Exercise input
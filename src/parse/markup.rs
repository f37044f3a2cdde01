//! Minimal HTML scanning: just enough to pull table cells and text out of
//! the schedule page.
//!
//! Not a conforming HTML parser. It tokenizes tags and text, skips comments,
//! doctypes and raw-text elements, and tolerates unclosed cells and rows.

/// A lexical piece of markup.
#[derive(Debug, Clone, PartialEq, Eq)]
pub(super) enum Token<'a> {
    /// `<name attrs>` or `<name attrs/>`. Name is lowercased.
    Open { name: String, attrs: &'a str },
    /// `</name>`. Name is lowercased.
    Close { name: String },
    Text(&'a str),
}

/// Iterator over the tokens of a markup string.
pub(super) struct Tokens<'a> {
    src: &'a str,
    pos: usize,
}

pub(super) fn tokens(src: &str) -> Tokens<'_> {
    Tokens { src, pos: 0 }
}

impl Tokens<'_> {
    /// Skip past the closing tag of a raw-text element such as `<script>`.
    fn skip_raw_text(&mut self, name: &str) {
        let closing = format!("</{name}");
        let rest = &self.src[self.pos..];
        self.pos = find_ci(rest, &closing).map_or(self.src.len(), |i| self.pos + i);
    }
}

impl<'a> Iterator for Tokens<'a> {
    type Item = Token<'a>;

    fn next(&mut self) -> Option<Token<'a>> {
        loop {
            let rest = self.src.get(self.pos..)?;
            if rest.is_empty() {
                return None;
            }

            if !rest.starts_with('<') {
                let end = rest.find('<').unwrap_or(rest.len());
                self.pos += end;
                return Some(Token::Text(&rest[..end]));
            }

            if let Some(body) = rest.strip_prefix("<!--") {
                self.pos += 4 + body.find("-->").map_or(body.len(), |i| i + 3);
                continue;
            }

            // A lone '<' that does not start a tag is text.
            let starts_tag = rest[1..]
                .chars()
                .next()
                .is_some_and(|c| c.is_ascii_alphabetic() || c == '/' || c == '!' || c == '?');
            if !starts_tag {
                self.pos += 1;
                return Some(Token::Text(&rest[..1]));
            }

            let Some(close) = tag_end(rest) else {
                self.pos = self.src.len();
                return None;
            };
            let inner = &rest[1..close];
            self.pos += close + 1;

            if inner.starts_with('!') || inner.starts_with('?') {
                continue;
            }

            if let Some(name) = inner.strip_prefix('/') {
                return Some(Token::Close {
                    name: name.trim().to_ascii_lowercase(),
                });
            }

            let inner = inner.strip_suffix('/').unwrap_or(inner);
            let name_end = inner
                .find(|c: char| c.is_ascii_whitespace())
                .unwrap_or(inner.len());
            let name = inner[..name_end].to_ascii_lowercase();
            let attrs = &inner[name_end..];

            if matches!(name.as_str(), "script" | "style") {
                self.skip_raw_text(&name);
            }

            return Some(Token::Open { name, attrs });
        }
    }
}

/// Value of an attribute, if present. Quoted and bare values are accepted.
pub(super) fn attr(attrs: &str, wanted: &str) -> Option<String> {
    let mut rest = attrs.trim_start();
    while !rest.is_empty() {
        let name_end = rest
            .find(|c: char| c == '=' || c.is_ascii_whitespace())
            .unwrap_or(rest.len());
        let name = &rest[..name_end];
        rest = rest[name_end..].trim_start();

        let value = if let Some(after_eq) = rest.strip_prefix('=') {
            let after_eq = after_eq.trim_start();
            let (value, remaining) =
                if let Some(q @ ('"' | '\'')) = after_eq.chars().next() {
                    let body = &after_eq[1..];
                    let end = body.find(q).unwrap_or(body.len());
                    (&body[..end], body.get(end + 1..).unwrap_or(""))
                } else {
                    let end = after_eq
                        .find(|c: char| c.is_ascii_whitespace())
                        .unwrap_or(after_eq.len());
                    (&after_eq[..end], &after_eq[end..])
                };
            rest = remaining.trim_start();
            Some(value)
        } else {
            None
        };

        if name.eq_ignore_ascii_case(wanted) {
            return Some(decode_entities(value.unwrap_or("")));
        }
    }
    None
}

/// Whether the attribute string's `class` list contains `class`.
pub(super) fn has_class(attrs: &str, class: &str) -> bool {
    attr(attrs, "class").is_some_and(|v| v.split_whitespace().any(|c| c == class))
}

/// Decode the handful of entities the source page uses.
pub(super) fn decode_entities(s: &str) -> String {
    if !s.contains('&') {
        return s.to_string();
    }
    let mut out = String::with_capacity(s.len());
    let mut rest = s;
    while let Some(amp) = rest.find('&') {
        out.push_str(&rest[..amp]);
        rest = &rest[amp..];
        let Some(semi) = rest.find(';').filter(|&i| i <= 10) else {
            out.push('&');
            rest = &rest[1..];
            continue;
        };
        let decoded = match &rest[1..semi] {
            "nbsp" => Some(' '),
            "amp" => Some('&'),
            "lt" => Some('<'),
            "gt" => Some('>'),
            "quot" => Some('"'),
            "apos" => Some('\''),
            e => e
                .strip_prefix('#')
                .and_then(|n| match n.strip_prefix(['x', 'X']) {
                    Some(hex) => u32::from_str_radix(hex, 16).ok(),
                    None => n.parse().ok(),
                })
                .and_then(char::from_u32),
        };
        if let Some(c) = decoded {
            out.push(c);
            rest = &rest[semi + 1..];
        } else {
            out.push('&');
            rest = &rest[1..];
        }
    }
    out.push_str(rest);
    out
}

/// Collapse runs of whitespace into single spaces and trim.
pub(super) fn normalize_ws(s: &str) -> String {
    s.split_whitespace().collect::<Vec<_>>().join(" ")
}

/// Offset of the `>` that ends the tag starting at `tag[0]`.
///
/// A `>` inside a quoted attribute value does not end the tag. If a quote is
/// never closed, the first `>` is taken instead.
fn tag_end(tag: &str) -> Option<usize> {
    let mut quote = None;
    for (i, c) in tag.char_indices() {
        match (quote, c) {
            (None, '>') => return Some(i),
            (None, '"' | '\'') => quote = Some(c),
            (Some(q), c) if c == q => quote = None,
            _ => {}
        }
    }
    tag.find('>')
}

fn find_ci(haystack: &str, needle: &str) -> Option<usize> {
    let needle = needle.as_bytes();
    haystack
        .as_bytes()
        .windows(needle.len())
        .position(|w| w.eq_ignore_ascii_case(needle))
}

Problem requirements
Respond with one number, the count of lines of the material that include "Open".

Answer to this task
2